A data set containing information on a subset of taxi trips in the city of Chicago in 2022.
Arguments
- ...
Arguments passed to
pins::pin_read()
.
Details
The source data are originally described on the linked City of Chicago data portal. The data exported here are a pre-processed subset motivated by the modeling problem of predicting whether a rider will tip or not.
- tip
Whether the rider left a tip. A factor with levels "yes" and "no".
- distance
The trip distance, in odometer miles.
- company
The taxi company, as a factor. Companies that occurred few times were binned as "other".
- local
Whether the trip started in the same community area as it began. See the source data for community area values.
- dow
The day of the week in which the trip began, as a factor.
- month
The month in which the trip began, as a factor.
- hour
The hour of the day in which the trip began, as a numeric.
Previous releases of this data (with version = "20230630T214846Z-643d0"
)
included additional columns:
- id
A unique identifier for the trip, as a factor.
- duration
The trip duration, in seconds.
- fare
The cost of the trip fare, in USD
- tolls
The cost of tolls for the trip, in USD.
- extras
The cost of extra charges for the trip, in USD.
- total_cost
The total cost of the trip, in USD. This is the sum of the previous three columns plus tip.
- payment_type
Type of payment for the trip.
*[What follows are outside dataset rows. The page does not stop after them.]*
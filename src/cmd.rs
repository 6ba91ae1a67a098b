use std::ffi::OsStr;
use std::io::Read;
use std::process::{Child, Command, Output, Stdio};
use std::thread;
use std::time::{Duration, Instant};

const POLL_INTERVAL_MS: u64 = 100;

pub fn command(program: impl AsRef<OsStr>) -> Command {
    let mut cmd = Command::new(program);
    configure_for_background(&mut cmd);
    cmd
}

#[cfg(windows)]
fn configure_for_background(cmd: &mut Command) {
    use std::os::windows::process::CommandExt;

    // Keep schtasks/ffmpeg helper runs from flashing console windows.
    const CREATE_NO_WINDOW: u32 = 0x0800_0000;
    cmd.creation_flags(CREATE_NO_WINDOW);
}

#[cfg(not(windows))]
fn configure_for_background(_cmd: &mut Command) {}

#[derive(Debug, thiserror::Error)]
pub enum CommandRunError {
    #[error("spawn failed: {0}")]
    Spawn(std::io::Error),
    #[error("wait failed: {0}")]
    Wait(std::io::Error),
    #[error("timed out after {0}s")]
    TimedOut(u64),
}

pub fn kill_process_tree(child: &mut Child) {
    #[cfg(windows)]
    {
        let pid = child.id().to_string();
        let _ = command("taskkill").args(["/PID", &pid, "/T", "/F"]).status();
    }

    let _ = child.kill();
    let _ = child.wait();
}

/// Runs `cmd` to completion, capturing stdout and stderr, and kills it once
/// `timeout` has elapsed.
pub fn run_with_timeout(
    cmd: &mut Command,
    timeout: Duration,
) -> std::result::Result<Output, CommandRunError> {
    use std::io::ErrorKind;

    cmd.stdin(Stdio::null());
    cmd.stdout(Stdio::piped());
    cmd.stderr(Stdio::piped());

    let mut child = cmd.spawn().map_err(CommandRunError::Spawn)?;

    let mut stdout = child.stdout.take().ok_or_else(|| {
        CommandRunError::Wait(std::io::Error::new(ErrorKind::Other, "stdout pipe missing"))
    })?;
    let mut stderr = child.stderr.take().ok_or_else(|| {
        CommandRunError::Wait(std::io::Error::new(ErrorKind::Other, "stderr pipe missing"))
    })?;

    let stdout_handle = thread::spawn(move || {
        let mut buf = Vec::new();
        let _ = stdout.read_to_end(&mut buf);
        buf
    });
    let stderr_handle = thread::spawn(move || {
        let mut buf = Vec::new();
        let _ = stderr.read_to_end(&mut buf);
        buf
    });

    let started = Instant::now();
    loop {
        match child.try_wait() {
            Ok(Some(status)) => {
                let stdout = stdout_handle.join().unwrap_or_default();
                let stderr = stderr_handle.join().unwrap_or_default();
                return Ok(Output {
                    status,
                    stdout,
                    stderr,
                });
            }
            Ok(None) => {
                if started.elapsed() >= timeout {
                    kill_process_tree(&mut child);
                    // A grandchild may still hold the pipes open; don't join the readers.
                    return Err(CommandRunError::TimedOut(timeout.as_secs()));
                }
                thread::sleep(Duration::from_millis(POLL_INTERVAL_MS));
            }
            Err(err) => {
                kill_process_tree(&mut child);
                return Err(CommandRunError::Wait(err));
            }
        }
    }
}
A factor with levels "Credit Card", "Dispute", "Mobile", "No Charge", "Prcard", and "Unknown".
tibble print
data_taxi()
#> # A tibble: 10,000 x 7
#> tip distance company local dow month hour
#> <fct> <dbl> <fct> <fct> <fct> <fct> <int>
#> 1 yes 17.2 Chicago Independents no Thu Feb 16
#> 2 yes 0.88 City Service yes Thu Mar 8
#> 3 yes 18.1 other no Mon Feb 18
#> 4 yes 20.7 Chicago Independents no Mon Apr 8
#> 5 yes 12.2 Chicago Independents no Sun Mar 21
#> 6 yes 0.94 Sun Taxi yes Sat Apr 23
#> 7 yes 17.5 Flash Cab no Fri Mar 12
#> 8 yes 17.7 other no Sun Jan 6
#> 9 yes 1.85 Taxicab Insurance Agency Llc no Fri Apr 12
#> 10 yes 1.47 City Service no Tue Mar 14
#> # i 9,990 more rows
glimpse()
tibble::glimpse(data_taxi())
#> Rows: 10,000
#> Columns: 7
#> $ tip <fct> yes, yes, yes, yes, yes, yes, yes, yes, yes, yes, yes, yes, y~
#> $ distance <dbl> 17.19, 0.88, 18.11, 20.70, 12.23, 0.94, 17.47, 17.67, 1.85, 1~
#> $ company <fct> Chicago Independents, City Service, other, Chicago Independen~
#> $ local <fct> no, yes, no, no, no, yes, no, no, no, no, no, no, no, yes, no~
#> $ dow <fct> Thu, Thu, Mon, Mon, Sun, Sat, Fri, Sun, Fri, Tue, Tue, Sun, W~
#> $ month <fct> Feb, Mar, Feb, Apr, Mar, Apr, Mar, Jan, Apr, Mar, Mar, Apr, A~
#> $ hour <int> 16, 8, 18, 8, 21, 23, 12, 6, 12, 14, 18, 11, 12, 19, 17, 13, ~
Examples
# \donttest{
data_taxi()
#> # A tibble: 10,000 × 7
#> tip distance company local dow month hour
#> <fct> <dbl> <fct> <fct> <fct> <fct> <int>
#> 1 yes 17.2 Chicago Independents no Thu Feb 16
#> 2 yes 0.88 City Service yes Thu Mar 8
#> 3 yes 18.1 other no Mon Feb 18
#> 4 yes 20.7 Chicago Independents no Mon Apr 8
#> 5 yes 12.2 Chicago Independents no Sun Mar 21
#> 6 yes 0.94 Sun Taxi yes Sat Apr 23
#> 7 yes 17.5 Flash Cab no Fri Mar 12
#> 8 yes 17.7 other no Sun Jan 6
#> 9 yes 1.85 Taxicab Insurance Agency Llc no Fri Apr 12
#> 10 yes 1.47 City Service no Tue Mar 14
#> # ℹ 9,990 more rows
# }